THE PROBLEM: Only the closing stretch of the material is wanted: the line containing "impl Related<crate::readings::models::Entity> for" and every line after it, transcribed exactly.

DATA FOR THIS TASK:
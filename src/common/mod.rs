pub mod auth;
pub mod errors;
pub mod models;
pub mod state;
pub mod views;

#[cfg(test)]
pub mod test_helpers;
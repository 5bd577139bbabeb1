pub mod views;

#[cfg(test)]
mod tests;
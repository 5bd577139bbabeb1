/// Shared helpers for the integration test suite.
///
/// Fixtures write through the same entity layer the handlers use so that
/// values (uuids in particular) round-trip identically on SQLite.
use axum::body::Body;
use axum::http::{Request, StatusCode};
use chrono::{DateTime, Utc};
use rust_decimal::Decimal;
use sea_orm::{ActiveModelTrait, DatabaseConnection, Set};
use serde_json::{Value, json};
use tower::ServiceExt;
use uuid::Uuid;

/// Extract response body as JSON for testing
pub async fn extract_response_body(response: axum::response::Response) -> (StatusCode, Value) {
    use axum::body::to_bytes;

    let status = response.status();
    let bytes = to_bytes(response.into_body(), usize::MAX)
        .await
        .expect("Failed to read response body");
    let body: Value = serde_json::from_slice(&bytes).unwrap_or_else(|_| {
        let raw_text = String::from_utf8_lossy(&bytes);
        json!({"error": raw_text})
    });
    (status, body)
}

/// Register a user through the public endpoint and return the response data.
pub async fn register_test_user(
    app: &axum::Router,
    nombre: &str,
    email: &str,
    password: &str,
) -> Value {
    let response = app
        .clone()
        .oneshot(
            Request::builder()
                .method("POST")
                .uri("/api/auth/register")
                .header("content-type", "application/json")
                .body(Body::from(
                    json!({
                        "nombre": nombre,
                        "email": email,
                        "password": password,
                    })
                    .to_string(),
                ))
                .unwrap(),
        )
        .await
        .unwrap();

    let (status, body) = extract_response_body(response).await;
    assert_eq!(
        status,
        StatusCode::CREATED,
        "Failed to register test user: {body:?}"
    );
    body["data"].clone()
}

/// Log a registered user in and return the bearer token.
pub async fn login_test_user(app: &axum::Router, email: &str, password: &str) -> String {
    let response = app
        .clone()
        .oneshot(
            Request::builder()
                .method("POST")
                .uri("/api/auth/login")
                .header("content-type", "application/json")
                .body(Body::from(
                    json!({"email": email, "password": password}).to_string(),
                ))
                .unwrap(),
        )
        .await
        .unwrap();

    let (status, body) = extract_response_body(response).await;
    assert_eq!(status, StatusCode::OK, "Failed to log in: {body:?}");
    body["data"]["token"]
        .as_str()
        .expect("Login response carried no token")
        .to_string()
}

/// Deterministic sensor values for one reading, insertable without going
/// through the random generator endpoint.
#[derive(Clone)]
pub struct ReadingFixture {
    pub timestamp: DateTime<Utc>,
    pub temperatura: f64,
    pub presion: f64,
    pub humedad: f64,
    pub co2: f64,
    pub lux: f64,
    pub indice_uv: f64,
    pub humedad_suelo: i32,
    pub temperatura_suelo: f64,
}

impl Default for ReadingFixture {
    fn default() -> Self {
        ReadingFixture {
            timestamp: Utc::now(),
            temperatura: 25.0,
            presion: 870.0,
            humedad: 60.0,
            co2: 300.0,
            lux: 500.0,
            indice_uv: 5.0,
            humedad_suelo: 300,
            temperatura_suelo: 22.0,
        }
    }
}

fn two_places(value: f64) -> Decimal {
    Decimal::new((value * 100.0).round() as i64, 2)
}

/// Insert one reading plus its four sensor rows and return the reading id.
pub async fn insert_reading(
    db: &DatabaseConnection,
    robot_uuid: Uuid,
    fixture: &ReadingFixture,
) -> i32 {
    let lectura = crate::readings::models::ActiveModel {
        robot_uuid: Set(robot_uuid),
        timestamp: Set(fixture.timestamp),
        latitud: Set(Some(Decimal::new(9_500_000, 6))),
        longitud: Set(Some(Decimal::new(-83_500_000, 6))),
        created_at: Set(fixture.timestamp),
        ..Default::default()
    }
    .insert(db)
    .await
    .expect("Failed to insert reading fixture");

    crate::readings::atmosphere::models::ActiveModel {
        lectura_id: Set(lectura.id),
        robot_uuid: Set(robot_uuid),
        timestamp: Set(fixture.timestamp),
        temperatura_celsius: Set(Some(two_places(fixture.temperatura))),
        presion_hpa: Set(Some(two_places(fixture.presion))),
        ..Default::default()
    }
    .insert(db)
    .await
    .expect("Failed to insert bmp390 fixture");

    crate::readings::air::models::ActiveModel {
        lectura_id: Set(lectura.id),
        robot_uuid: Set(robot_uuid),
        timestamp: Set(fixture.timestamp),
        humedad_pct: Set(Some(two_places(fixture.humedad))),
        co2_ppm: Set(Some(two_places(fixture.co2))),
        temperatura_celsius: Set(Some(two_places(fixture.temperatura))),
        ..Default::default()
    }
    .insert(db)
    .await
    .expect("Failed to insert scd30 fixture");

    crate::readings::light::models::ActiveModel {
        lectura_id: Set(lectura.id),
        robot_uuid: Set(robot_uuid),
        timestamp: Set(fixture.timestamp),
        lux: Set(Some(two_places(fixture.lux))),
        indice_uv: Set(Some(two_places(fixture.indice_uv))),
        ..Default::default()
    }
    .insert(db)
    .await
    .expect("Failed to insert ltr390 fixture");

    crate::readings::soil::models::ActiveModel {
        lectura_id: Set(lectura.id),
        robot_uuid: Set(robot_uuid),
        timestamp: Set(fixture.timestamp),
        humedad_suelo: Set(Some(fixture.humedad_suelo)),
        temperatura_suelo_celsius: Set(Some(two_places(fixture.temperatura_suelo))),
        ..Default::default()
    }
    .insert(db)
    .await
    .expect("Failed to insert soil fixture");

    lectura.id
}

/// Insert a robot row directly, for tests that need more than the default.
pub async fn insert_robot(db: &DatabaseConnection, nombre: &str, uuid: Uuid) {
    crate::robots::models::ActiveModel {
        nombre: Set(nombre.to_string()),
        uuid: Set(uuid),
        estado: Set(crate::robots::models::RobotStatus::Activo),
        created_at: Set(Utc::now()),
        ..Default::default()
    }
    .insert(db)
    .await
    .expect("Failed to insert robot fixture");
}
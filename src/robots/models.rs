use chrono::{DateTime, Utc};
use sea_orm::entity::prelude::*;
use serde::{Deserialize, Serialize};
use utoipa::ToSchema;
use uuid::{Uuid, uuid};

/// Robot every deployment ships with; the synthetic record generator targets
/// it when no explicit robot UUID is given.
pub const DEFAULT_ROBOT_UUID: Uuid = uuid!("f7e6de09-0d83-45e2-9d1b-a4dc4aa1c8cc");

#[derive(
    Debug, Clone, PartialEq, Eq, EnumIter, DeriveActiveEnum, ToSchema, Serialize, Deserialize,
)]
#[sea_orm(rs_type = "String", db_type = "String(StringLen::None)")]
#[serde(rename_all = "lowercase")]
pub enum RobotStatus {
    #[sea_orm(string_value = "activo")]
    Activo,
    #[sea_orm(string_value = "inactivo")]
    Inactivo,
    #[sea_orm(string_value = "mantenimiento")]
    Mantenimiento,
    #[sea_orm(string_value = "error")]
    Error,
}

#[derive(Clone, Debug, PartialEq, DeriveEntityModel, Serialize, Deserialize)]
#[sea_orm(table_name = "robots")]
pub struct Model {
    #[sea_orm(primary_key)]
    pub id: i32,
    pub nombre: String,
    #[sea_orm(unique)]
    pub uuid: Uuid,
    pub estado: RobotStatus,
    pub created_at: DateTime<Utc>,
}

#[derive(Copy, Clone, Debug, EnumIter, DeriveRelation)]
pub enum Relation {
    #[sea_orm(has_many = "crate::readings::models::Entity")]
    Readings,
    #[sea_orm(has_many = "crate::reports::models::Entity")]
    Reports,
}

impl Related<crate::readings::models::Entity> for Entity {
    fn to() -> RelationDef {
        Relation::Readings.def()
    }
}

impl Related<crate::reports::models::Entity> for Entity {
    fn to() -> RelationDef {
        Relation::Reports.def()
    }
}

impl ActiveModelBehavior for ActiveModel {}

OUTPUT:
impl Related<crate::readings::models::Entity> for Entity {
    fn to() -> RelationDef {
        Relation::Readings.def()
    }
}

impl Related<crate::reports::models::Entity> for Entity {
    fn to() -> RelationDef {
        Relation::Reports.def()
    }
}

impl ActiveModelBehavior for ActiveModel {}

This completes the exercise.